Um die russische Seele ging es dann auch im Kontrast zur deutschen Lebensart und das alles vor dem Hintergrund der malerischen Landschaften am Rhein und der Lebensart der Menschen, die dort wohnen. Schwarzkopf hat in akribischer Arbeit verschiedene Fragmente aus Briefen und Werken bekannter russischer Schriftsteller gesammelt, die alle irgendwann mal die malerischen Landschaften am Rhein besuchten. „Seit Peter dem Großen hatte Deutschland auf Russen eine große Anziehungskraft ausgeübt“, sagte die aus Kasachstan stammende Schauspielerin und Mitarbeiterin des Mainzer Staatstheaters. Seit 1990 lebt sie in Mainz und versucht, unter anderem durch ihre eigenen Programme die Literatur als Brücke zwischen Deutschland und Russland zu nutzen. Im Café Malete zitterte sie unter anderem aus den „Briefen eines Reisenden“ von Nikolai Karamsin. „Als wir uns Mainz näherten, erblickte ich auf der linken Seite den majestätischen Rhein und den stillen Main, die fast nebeneinander fließen, und rechter Hand dehnte sich eine Kette von Weinbergen aus, die das Auge nicht zu umfassen vermochte. Wie freudig schlug mir das Herz. Rhein, Rhein!“
An dem Tag soll sich Karamsin statt des Besuchs bei den Reliquien des Heiligen Bonifatius vielmehr für gemütliche Stündchen entschieden haben: „Ich setzte mich ans Ufer des Rheins und beschaute in seinen Wellen das Bild der untergehenden Sonne.“ Zum Abendessen kehrte er ein und staunte: „Alle tranken Rheinwein wie Wasser.“ Das Publikum lachte an der Stelle beherzt.
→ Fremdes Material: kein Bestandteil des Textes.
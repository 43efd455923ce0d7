//! Built-in routine catalogue.
//!
//! All positions are red-alliance field coordinates; selection for the blue
//! alliance goes through [`Routine::for_alliance`]. "internal" in a routine
//! name is the preloaded note, shot before the first leg.

use heapless::Vec;
use notebot_common::consts::MAX_ROUTINES;
use notebot_common::field::{
    NotePositions, PathPositions, ShootingPositions, rotation_to_red_speaker,
};
use notebot_common::geometry::{Pose2d, Translation2d};
use notebot_common::path::Path;

use super::routine::Routine;
use crate::error::RoutineError;

pub const PODIUM_SPEAKER_AMP_TOP_CENTRE: &str =
    "5 notes: internal, podium, speaker, amp, top centre";
pub const PODIUM_SPEAKER_AMP: &str = "4 notes: internal, podium, speaker, amp";
pub const AMP_CENTRE_1: &str = "3 notes: internal, amp, centre 1";
pub const SPEAKER_CENTRE_3: &str = "3 notes: internal, speaker, centre 3";
pub const CENTRE_3_CENTRE_5: &str = "3 notes: internal, center 3, center 5";

static_assertions::const_assert!(MAX_ROUTINES >= 5);

/// Every routine known to the robot, in selection-menu order.
#[derive(Debug, Clone)]
pub struct RoutineCatalogue {
    routines: Vec<Routine, MAX_ROUTINES>,
}

impl RoutineCatalogue {
    pub fn new() -> Self {
        Self {
            routines: Vec::new(),
        }
    }

    pub fn builtin() -> Result<Self, RoutineError> {
        let mut catalogue = Self::new();
        catalogue.add(podium_speaker_amp_top_centre()?)?;
        catalogue.add(podium_speaker_amp()?)?;
        catalogue.add(amp_centre_1()?)?;
        catalogue.add(speaker_centre_3()?)?;
        catalogue.add(centre_3_centre_5()?)?;
        Ok(catalogue)
    }

    pub fn add(&mut self, routine: Routine) -> Result<(), RoutineError> {
        self.routines
            .push(routine)
            .map_err(|_| RoutineError::CatalogueFull)
    }

    /// Look up an enabled routine by exact name.
    pub fn select(&self, name: &str) -> Result<&Routine, RoutineError> {
        let routine = self
            .routines
            .iter()
            .find(|r| r.name() == name)
            .ok_or_else(|| RoutineError::Unknown(name.to_owned()))?;
        if routine.is_disabled() {
            return Err(RoutineError::Disabled(name.to_owned()));
        }
        Ok(routine)
    }

    /// Routines offered for selection.
    pub fn enabled(&self) -> impl Iterator<Item = &Routine> {
        self.routines.iter().filter(|r| !r.is_disabled())
    }

    /// First enabled routine.
    pub fn default_routine(&self) -> Option<&Routine> {
        self.enabled().next()
    }

    #[inline]
    pub fn len(&self) -> usize {
        self.routines.len()
    }

    #[inline]
    pub fn is_empty(&self) -> bool {
        self.routines.is_empty()
    }
}

impl Default for RoutineCatalogue {
    fn default() -> Self {
        Self::new()
    }
}

// ─── Routines ───────────────────────────────────────────────────────

fn to(waypoints: &[Translation2d]) -> Result<Path, RoutineError> {
    Ok(Path::new(waypoints)?)
}

/// Start pose facing the shooter at the red speaker. Only needs to be on
/// the correct half of the field.
fn facing_speaker(position: Translation2d) -> Pose2d {
    Pose2d::new(position, rotation_to_red_speaker(position))
}

fn podium_speaker_amp_top_centre() -> Result<Routine, RoutineError> {
    Routine::new(
        PODIUM_SPEAKER_AMP_TOP_CENTRE,
        &[
            to(&[NotePositions::PODIUM_NW])?,
            to(&[NotePositions::SPEAKER])?,
            to(&[NotePositions::AMP])?,
            to(&[PathPositions::AVOID_WALL, NotePositions::CENTRE_1])?,
        ],
        &[
            to(&[ShootingPositions::CLOSE_STRAIGHT])?,
            to(&[ShootingPositions::AMP_SPEAKER_BOUNCE])?,
            to(&[NotePositions::AMP])?,
            to(&[PathPositions::AVOID_WALL, NotePositions::AMP])?,
        ],
        None,
    )
}

fn podium_speaker_amp() -> Result<Routine, RoutineError> {
    Routine::new(
        PODIUM_SPEAKER_AMP,
        &[
            to(&[NotePositions::PODIUM_NW])?,
            to(&[NotePositions::SPEAKER])?,
            to(&[NotePositions::AMP])?,
        ],
        &[
            to(&[ShootingPositions::CLOSE_STRAIGHT])?,
            to(&[ShootingPositions::AMP_SPEAKER_BOUNCE])?,
            to(&[NotePositions::AMP])?,
        ],
        Some(facing_speaker(NotePositions::PODIUM)),
    )
}

fn amp_centre_1() -> Result<Routine, RoutineError> {
    Routine::new(
        AMP_CENTRE_1,
        &[
            to(&[NotePositions::AMP])?,
            to(&[PathPositions::AVOID_WALL, NotePositions::CENTRE_1])?,
        ],
        &[
            to(&[NotePositions::AMP])?,
            to(&[PathPositions::AVOID_WALL, NotePositions::AMP])?,
        ],
        Some(facing_speaker(NotePositions::AMP)),
    )
}

fn speaker_centre_3() -> Result<Routine, RoutineError> {
    Routine::new(
        SPEAKER_CENTRE_3,
        &[
            to(&[NotePositions::SPEAKER])?,
            to(&[PathPositions::STAGE_TRANSITION_N, NotePositions::CENTRE_3])?,
        ],
        &[
            to(&[NotePositions::SPEAKER])?,
            to(&[PathPositions::STAGE_TRANSITION_N, NotePositions::SPEAKER])?,
        ],
        Some(facing_speaker(NotePositions::SPEAKER)),
    )
}

/// Keeps to the south of the field, clear of allies on the close notes.
fn centre_3_centre_5() -> Result<Routine, RoutineError> {
    Ok(Routine::new(
        CENTRE_3_CENTRE_5,
        &[
            to(&[
                PathPositions::STAGE_TRANSITION_S_ENTRY,
                PathPositions::STAGE_TRANSITION_S,
                NotePositions::CENTRE_3,
            ])?,
            to(&[NotePositions::CENTRE_5])?,
        ],
        &[
            to(&[
                PathPositions::STAGE_TRANSITION_S,
                PathPositions::STAGE_TRANSITION_S_ENTRY,
                ShootingPositions::SOURCE_SIDE,
            ])?,
            to(&[ShootingPositions::SOURCE_SIDE])?,
        ],
        Some(facing_speaker(Translation2d::new(15.4, 2.94))),
    )?
    // Not yet run on the field.
    .disabled())
}

// ─── Tests ──────────────────────────────────────────────────────────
Mit Ironie und Humor enthüllte Schwarzkopf immer neue Fragmente, die die Sicht auf das Fleckchen Erde am Rhein und Main aus der Sicht der russischen Seele nachzeichneten: wunderbar sehnsüchtig am Klavier von der Pianistin Nadja Cholodkova begleitet. Natürlich streifte Schwarzkopf auch die Erfahrungen von Dostojewski, der seine Spielsünden aus einem Casino im Roman „Der Spieler“ verarbeitete. Natürlich kam auch Puschkin vor und natürlich führte die Schauspielerin die Zuhörer zum Neroberg, wo sie die Liebesgeschichte von Herzog Adolf von Nassau erzählte, der das Gotteshaus mit den charakteristischen russischen Zwiebeltürmen anlässlich des frühen Todes seiner Gemahlin, der 18-jährigen russischen Prinzessin Jelisaweta Michailowna, gestiftet hatte.
Ohne Zweifel: Schwarzkopf und das Café Malete haben für einen literarischen Höhepunkt im kulturellen Leben von Mombach gesorgt.